The podcast itself was interesting because it made think not only about the subject matter that Daisey was describing, but how that relates to my own personal relationship to products. Daisey seemingly had an almost erotic feeling toward the Apple products. The way he described them was in a way funny, but also creepy. I had never heard someone speak that way about physical items before and it showed me just how powerful and revolutionary Apple really is. The podcast was less infuriating than it was eye-opening as it made me realize how important it is to take a closer look at what is going on in countries around the world. With that, it should make us all question not only where the products we use every day come from, but how those products are made. I find it interesting that this is a subject that many people do not know about. I certainly did not know much and In most of the United States Apple has a squeaky clean reputation, something that builds their brand image and keeps their profits at the ridiculously high levels that they have continued to reach. While the story of the Shen Zhen factory is certainly heading more towards the forefront of discussion at home, it will be interesting to see where Apple goes in the future and if its brand image/sales are hurt by the bad publicity and stigma of a production operation such as this.
There is a lot more I would like to know. For one, with the incredibly large cash holdings that Apple has, how have they not taken some of that money and improved perhaps the conditions in the factories or other things that would make it seemingly more reasonable of a way to do business. Obviously FoxConn is its own entity but when you have people working in inhumane conditions, constant suicides, and child workers, something needs to be done. I also want to know how Apple has been able to produce this way without having a backlash. Do people care more about the quality and price of their luxury tech products than they do human rights? Maybe, but it is important to note that Apple needs to take serious caution over the next decade in order to continue the level of loyalty they have reached with their customer base.

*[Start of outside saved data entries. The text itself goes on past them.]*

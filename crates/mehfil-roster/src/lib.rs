//! Spreadsheet roster loading.
//!
//! Reads `Performer Data.xlsx` (or `.xls`) into an ordered list of
//! [`PerformerRecord`]s. Row order in the sheet determines segment order in
//! the final video, so it is preserved exactly.
//!
//! Header matching is exact: the sheet must contain `Name`, `Location`,
//! `Composition`, `Raag`, `Taal` and `Description` columns, in any order,
//! with any number of extra columns which are ignored. Empty cells become
//! empty strings on the record. Trailing rows where every required cell is
//! blank are trimmed as sheet padding; a blank row in the middle of the
//! sheet is kept, so record positions always match spreadsheet rows and
//! errors downstream name the true row number.

pub mod error;

use std::path::Path;

use calamine::{open_workbook_auto, Data, Reader};
use tracing::{debug, info};

use mehfil_models::{PerformerRecord, REQUIRED_COLUMNS};

pub use error::{RosterError, RosterResult};

/// Load the performer roster from a spreadsheet file.
///
/// Reads the first sheet of the workbook. The first row is the header row;
/// every subsequent row produces one record, in order.
pub fn load_roster(path: impl AsRef<Path>) -> RosterResult<Vec<PerformerRecord>> {
    let path = path.as_ref();

    let mut workbook = open_workbook_auto(path)?;

    let range = workbook
        .worksheet_range_at(0)
        .ok_or(RosterError::NoSheet)?
        .map_err(RosterError::from)?;

    let mut rows = range.rows();
    let header_row = rows
        .next()
        .ok_or_else(|| RosterError::FileFormat("spreadsheet has no header row".to_string()))?;

    let headers: Vec<String> = header_row.iter().map(cell_to_string).collect();
    let data: Vec<Vec<String>> = rows
        .map(|row| row.iter().map(cell_to_string).collect())
        .collect();

    let records = parse_rows(&headers, data)?;

    info!(
        spreadsheet = %path.display(),
        performers = records.len(),
        "Loaded performer roster"
    );

    Ok(records)
}

/// Map header names to column indices and build records, preserving row
/// order. Pure so header matching and ordering are testable without
/// workbook files.
pub fn parse_rows(
    headers: &[String],
    rows: Vec<Vec<String>>,
) -> RosterResult<Vec<PerformerRecord>> {
    let mut indices = [0usize; REQUIRED_COLUMNS.len()];
    for (i, column) in REQUIRED_COLUMNS.iter().enumerate() {
        indices[i] = headers
            .iter()
            .position(|h| h == column)
            .ok_or_else(|| RosterError::MissingColumn {
                column: column.to_string(),
            })?;
    }

    let field = |row: &[String], i: usize| row.get(indices[i]).cloned().unwrap_or_default();

    let mut records = Vec::new();
    for row in &rows {
        let row: &[String] = row;
        let record = PerformerRecord {
            name: field(row, 0),
            location: field(row, 1),
            composition: field(row, 2),
            raag: field(row, 3),
            taal: field(row, 4),
            description: field(row, 5),
        };

        records.push(record);
    }

    // Trailing blank rows are sheet padding. Mid-sheet blanks are kept so
    // record positions stay aligned with spreadsheet rows and later errors
    // report the true row number.
    let full_len = records.len();
    while records.last().is_some_and(|r| r.is_blank()) {
        records.pop();
    }
    if records.len() < full_len {
        debug!(
            trimmed = full_len - records.len(),
            "Trimmed trailing blank spreadsheet rows"
        );
    }

    Ok(records)
}

/// Render a spreadsheet cell as text. Numeric cells that hold whole numbers
/// render without a trailing `.0` so a location like "221" round-trips into
/// the filename convention unchanged.
fn cell_to_string(cell: &Data) -> String {
    match cell {
        Data::Empty => String::new(),
        Data::String(s) => s.clone(),
        Data::Float(f) if f.fract() == 0.0 => format!("{}", *f as i64),
        Data::Float(f) => f.to_string(),
        Data::Int(i) => i.to_string(),
        Data::Bool(b) => b.to_string(),
        other => other.to_string(),
    }
}
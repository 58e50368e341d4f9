//! File Resolver stage.
//!
//! Maps each roster record to its expected clip file and confirms the file
//! exists before any rendering work starts. Matching is exact and
//! case-sensitive: directory entry names are compared byte-for-byte against
//! the convention `"{name}_{location}.mp4"`, so a case-insensitive
//! filesystem cannot mask a wrongly cased submission. The run aborts on the
//! first missing clip, naming the exact filename that was expected.

use std::collections::HashSet;
use std::ffi::OsString;
use std::path::{Path, PathBuf};
use tracing::{debug, info};

use mehfil_models::PerformerRecord;

use crate::error::{PipelineError, PipelineResult};

/// A roster record paired with its verified clip path.
#[derive(Debug, Clone)]
pub struct ResolvedPerformer {
    pub record: PerformerRecord,
    pub clip_path: PathBuf,
}

/// Resolve every record's clip in `dir`, preserving roster order.
pub fn resolve_clips(
    records: &[PerformerRecord],
    dir: &Path,
) -> PipelineResult<Vec<ResolvedPerformer>> {
    let entries: HashSet<OsString> = std::fs::read_dir(dir)?
        .filter_map(|entry| entry.ok())
        .map(|entry| entry.file_name())
        .collect();

    let mut resolved = Vec::with_capacity(records.len());
    for (i, record) in records.iter().enumerate() {
        let expected = record.clip_filename();
        if !entries.contains(&OsString::from(&expected)) {
            return Err(PipelineError::MissingClip {
                expected,
                row: i + 1,
            });
        }

        debug!(performer = %record.name, clip = %expected, "Clip resolved");
        resolved.push(ResolvedPerformer {
            record: record.clone(),
            clip_path: dir.join(&expected),
        });
    }

    info!(clips = resolved.len(), "All performer clips present on disk");
    Ok(resolved)
}
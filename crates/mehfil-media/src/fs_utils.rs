//! Atomic publication of the final output file.
//!
//! The pipeline writes the assembled video to a temporary path and only
//! moves it to the final name once assembly has fully succeeded, so a
//! failed or interrupted run never leaves a partial file at the output
//! path. The move handles EXDEV (temp dir and output on different
//! filesystems) by copying to a sibling temp file and renaming.

use std::path::Path;
use tokio::fs;

use crate::error::{MediaError, MediaResult};

/// Move the finished output from `src` to `dst`, replacing any previous
/// output in one step.
pub async fn publish_output(src: impl AsRef<Path>, dst: impl AsRef<Path>) -> MediaResult<()> {
    let src = src.as_ref();
    let dst = dst.as_ref();

    if let Some(parent) = dst.parent() {
        if !parent.as_os_str().is_empty() && !parent.exists() {
            fs::create_dir_all(parent).await?;
        }
    }

    match fs::rename(src, dst).await {
        Ok(()) => Ok(()),
        Err(e) if is_cross_device_error(&e) => {
            tracing::debug!(
                "Cross-device rename, falling back to copy+rename: {} -> {}",
                src.display(),
                dst.display()
            );
            copy_then_rename(src, dst).await
        }
        Err(e) => Err(MediaError::from(e)),
    }
}

/// Check if an IO error is EXDEV (cross-device link).
fn is_cross_device_error(e: &std::io::Error) -> bool {
    // EXDEV is error code 18 on Linux/macOS
    e.raw_os_error() == Some(18)
}

/// Copy to a temp file beside `dst`, then rename on the destination
/// filesystem so the final name still appears atomically.
async fn copy_then_rename(src: &Path, dst: &Path) -> MediaResult<()> {
    let tmp_dst = dst.with_extension("publish.tmp");

    fs::copy(src, &tmp_dst).await?;

    if let Err(e) = fs::rename(&tmp_dst, dst).await {
        let _ = std::fs::remove_file(&tmp_dst);
        return Err(MediaError::from(e));
    }

    if let Err(e) = fs::remove_file(src).await {
        tracing::warn!(
            "Failed to remove temp output after publish: {}: {}",
            src.display(),
            e
        );
    }

    Ok(())
}

#[cfg(test)]
mod tests {
    use super::*;
    use tempfile::TempDir;

    #[tokio::test]
    async fn test_publish_moves_file() {
        let dir = TempDir::new().unwrap();
        let src = dir.path().join("assembled.mp4");
        let dst = dir.path().join("FINAL_VIDEO.mp4");

        fs::write(&src, b"video bytes").await.unwrap();

        publish_output(&src, &dst).await.unwrap();

        assert!(!src.exists());
        assert_eq!(fs::read(&dst).await.unwrap(), b"video bytes");
    }

    #[tokio::test]
    async fn test_publish_replaces_previous_output() {
        let dir = TempDir::new().unwrap();
        let src = dir.path().join("assembled.mp4");
        let dst = dir.path().join("FINAL_VIDEO.mp4");

        fs::write(&src, b"new run").await.unwrap();
        fs::write(&dst, b"previous run").await.unwrap();

        publish_output(&src, &dst).await.unwrap();

        assert_eq!(fs::read(&dst).await.unwrap(), b"new run");
    }

    #[tokio::test]
    async fn test_publish_missing_source_fails() {
        let dir = TempDir::new().unwrap();
        let err = publish_output(dir.path().join("gone.mp4"), dir.path().join("out.mp4"))
            .await
            .unwrap_err();
        assert!(matches!(err, MediaError::Io(_)));
    }

    #[test]
    fn test_is_cross_device_error() {
        assert!(is_cross_device_error(&std::io::Error::from_raw_os_error(18)));
        assert!(!is_cross_device_error(&std::io::Error::from_raw_os_error(2)));
    }
}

I think that we have different relationships to our products than this podcast narrator. I use my products as a way to improve my life, my self esteem, or the efficiency of the way I do my daily living. I do not identify my products with life-or-death happiness or as the sole hobby of my time. Everyone has their own interests and while Apple products are certainly at the top of the heap in terms of quality, I just do not have the same love for any string of products as this man does.